R. Vou dizer mais uma vez: os franceses não se interessam pelos rótulos. A eterna mensagem da esquerda é o progresso. A esquerda deve fazer a sociedade avançar. Podemos chamar as coisas do que quisermos, mas, sim, estamos no processo de reinventar uma resposta de esquerda aos desafios do presente. Minhas referências políticas são Michel Rocard, Willy Brandt, Olof Palme, Felipe González porque eles assumiam plenamente o exercício do poder. Nós também temos que avançar com a verdade, com velocidade e com vontade. Essa é a esquerda que funciona.
P. O presidente Hollande afirmou que nenhum país conseguiu resultados sem pagar um preço alto. Qual é o preço que a França não está disposta a pagar?
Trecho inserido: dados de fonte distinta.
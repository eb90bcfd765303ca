//! Event bus - broadcast of pool events
//!
//! Fan-out goes two ways: registered `EventListener`s are invoked inline on
//! publish, and channel consumers receive a copy through a broadcast channel.

use super::types::{EventCategory, EventSeverity, PoolEvent};
use async_trait::async_trait;
use std::collections::HashMap;
use std::sync::atomic::{AtomicU64, Ordering};
use std::sync::Arc;
use tokio::sync::{broadcast, RwLock};
use tracing::{debug, trace};

// ============================================================================
// EventListener
// ============================================================================

/// Listener registration id
#[derive(Debug, Clone, Copy, PartialEq, Eq, Hash)]
pub struct ListenerId(u64);

impl std::fmt::Display for ListenerId {
    fn fmt(&self, f: &mut std::fmt::Formatter<'_>) -> std::fmt::Result {
        write!(f, "listener-{}", self.0)
    }
}

/// Implemented by components that want pool events delivered to them
#[async_trait]
pub trait EventListener: Send + Sync {
    /// Listener name (for debugging)
    fn name(&self) -> &str;

    /// Categories of interest (None means all events)
    fn categories(&self) -> Option<Vec<EventCategory>> {
        None
    }

    /// Handle one event
    async fn on_event(&self, event: &PoolEvent);
}

// ============================================================================
// EventFilter
// ============================================================================

/// Event filter for listener registrations
#[derive(Debug, Clone, Default)]
pub struct EventFilter {
    /// Category filter
    pub categories: Option<Vec<EventCategory>>,

    /// Event type patterns (prefix match)
    pub event_types: Option<Vec<String>>,

    /// Minimum severity
    pub min_severity: Option<EventSeverity>,
}

impl EventFilter {
    pub fn new() -> Self {
        Self::default()
    }

    pub fn with_categories(mut self, categories: Vec<EventCategory>) -> Self {
        self.categories = Some(categories);
        self
    }

    pub fn with_event_types(mut self, types: Vec<String>) -> Self {
        self.event_types = Some(types);
        self
    }

    pub fn with_min_severity(mut self, severity: EventSeverity) -> Self {
        self.min_severity = Some(severity);
        self
    }

    /// Check whether an event passes the filter
    pub fn matches(&self, event: &PoolEvent) -> bool {
        if let Some(ref cats) = self.categories {
            if !cats.contains(&event.category) {
                return false;
            }
        }

        if let Some(ref types) = self.event_types {
            if !types.iter().any(|t| event.event_type.starts_with(t.as_str())) {
                return false;
            }
        }

        if let Some(min_sev) = self.min_severity {
            if event.severity < min_sev {
                return false;
            }
        }

        true
    }
}

// ============================================================================
// EventBus
// ============================================================================

/// Event bus configuration
#[derive(Debug, Clone)]
pub struct EventBusConfig {
    /// Broadcast channel capacity
    pub channel_capacity: usize,

    /// Number of events kept in the in-memory history
    pub history_size: usize,
}

impl Default for EventBusConfig {
    fn default() -> Self {
        Self {
            channel_capacity: 1024,
            history_size: 100,
        }
    }
}

struct RegisteredListener {
    listener: Arc<dyn EventListener>,
    filter: Option<EventFilter>,
}

/// Broadcasts pool events to listeners and channel subscribers
pub struct EventBus {
    config: EventBusConfig,

    /// Broadcast channel sender
    sender: broadcast::Sender<PoolEvent>,

    /// Registered listeners
    listeners: RwLock<HashMap<ListenerId, RegisteredListener>>,

    /// Listener id counter
    listener_counter: AtomicU64,

    /// Recent event history
    history: RwLock<Vec<PoolEvent>>,

    /// Total published events
    event_count: AtomicU64,
}

impl EventBus {
    pub fn new() -> Self {
        Self::with_config(EventBusConfig::default())
    }

    pub fn with_config(config: EventBusConfig) -> Self {
        let (sender, _) = broadcast::channel(config.channel_capacity);

        Self {
            config,
            sender,
            listeners: RwLock::new(HashMap::new()),
            listener_counter: AtomicU64::new(0),
            history: RwLock::new(Vec::new()),
            event_count: AtomicU64::new(0),
        }
    }

    /// Register a listener for all events
    pub async fn subscribe(&self, listener: Arc<dyn EventListener>) -> ListenerId {
        self.subscribe_with_filter(listener, None).await
    }

    /// Register a listener with a filter
    pub async fn subscribe_with_filter(
        &self,
        listener: Arc<dyn EventListener>,
        filter: Option<EventFilter>,
    ) -> ListenerId {
        let id = ListenerId(self.listener_counter.fetch_add(1, Ordering::SeqCst));

        debug!(
            listener_name = listener.name(),
            listener_id = %id,
            "Registering event listener"
        );

        let mut listeners = self.listeners.write().await;
        listeners.insert(id, RegisteredListener { listener, filter });

        id
    }

    /// Remove a listener
    pub async fn unsubscribe(&self, id: ListenerId) -> bool {
        let mut listeners = self.listeners.write().await;
        let removed = listeners.remove(&id).is_some();

        if removed {
            debug!(listener_id = %id, "Unregistered event listener");
        }

        removed
    }

    /// Publish an event to all subscribers
    pub async fn publish(&self, event: PoolEvent) {
        self.event_count.fetch_add(1, Ordering::SeqCst);

        {
            let mut history = self.history.write().await;
            history.push(event.clone());

            if history.len() > self.config.history_size {
                history.remove(0);
            }
        }

        // Channel subscribers; a send error only means nobody is listening
        let _ = self.sender.send(event.clone());

        let listeners = self.listeners.read().await;
        for (id, registered) in listeners.iter() {
            let should_deliver = match &registered.filter {
                Some(filter) => filter.matches(&event),
                None => match registered.listener.categories() {
                    Some(cats) => cats.contains(&event.category),
                    None => true,
                },
            };

            if should_deliver {
                trace!(
                    listener_id = %id,
                    listener_name = registered.listener.name(),
                    event_type = %event.event_type,
                    "Delivering event to listener"
                );

                registered.listener.on_event(&event).await;
            }
        }
    }

    /// Create a broadcast receiver (stream style consumption)
    pub fn receiver(&self) -> broadcast::Receiver<PoolEvent> {
        self.sender.subscribe()
    }

    /// Most recent events, newest first
    pub async fn history(&self, limit: Option<usize>) -> Vec<PoolEvent> {
        let history = self.history.read().await;
        let limit = limit.unwrap_or(history.len());
        history.iter().rev().take(limit).cloned().collect()
    }

    /// Number of registered listeners
    pub async fn listener_count(&self) -> usize {
        self.listeners.read().await.len()
    }

    /// Total published events
    pub fn event_count(&self) -> u64 {
        self.event_count.load(Ordering::SeqCst)
    }
}

impl Default for EventBus {
    fn default() -> Self {
        Self::new()
    }
}

// ============================================================================
// Tests
// ============================================================================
R. Aquele que questiona nosso modelo social. Ao contrário do ocorrido na Alemanha, a França governada pela direita não fez as reformas estruturais necessárias. A competitividade da nossa economia se ressentiu gravemente. Nós mesmos teremos que fazer agora as reformas que não foram feitas na época.
P. Chegou o momento de a França ter mais peso na UE?
R. A Europa precisa que a França se fortaleça. E a França, assim como a Espanha, precisa de uma Europa mais forte, que responda às aspirações da população com mais crescimento e emprego. Se os dirigentes europeus não entenderem o aumento do populismo, do ceticismo em relação às instituições europeias, este projeto fantástico que é a Europa vai fracassar.
P. Mas Bruxelas vigia a França de perto por causa de seus altos déficits e sua dívida.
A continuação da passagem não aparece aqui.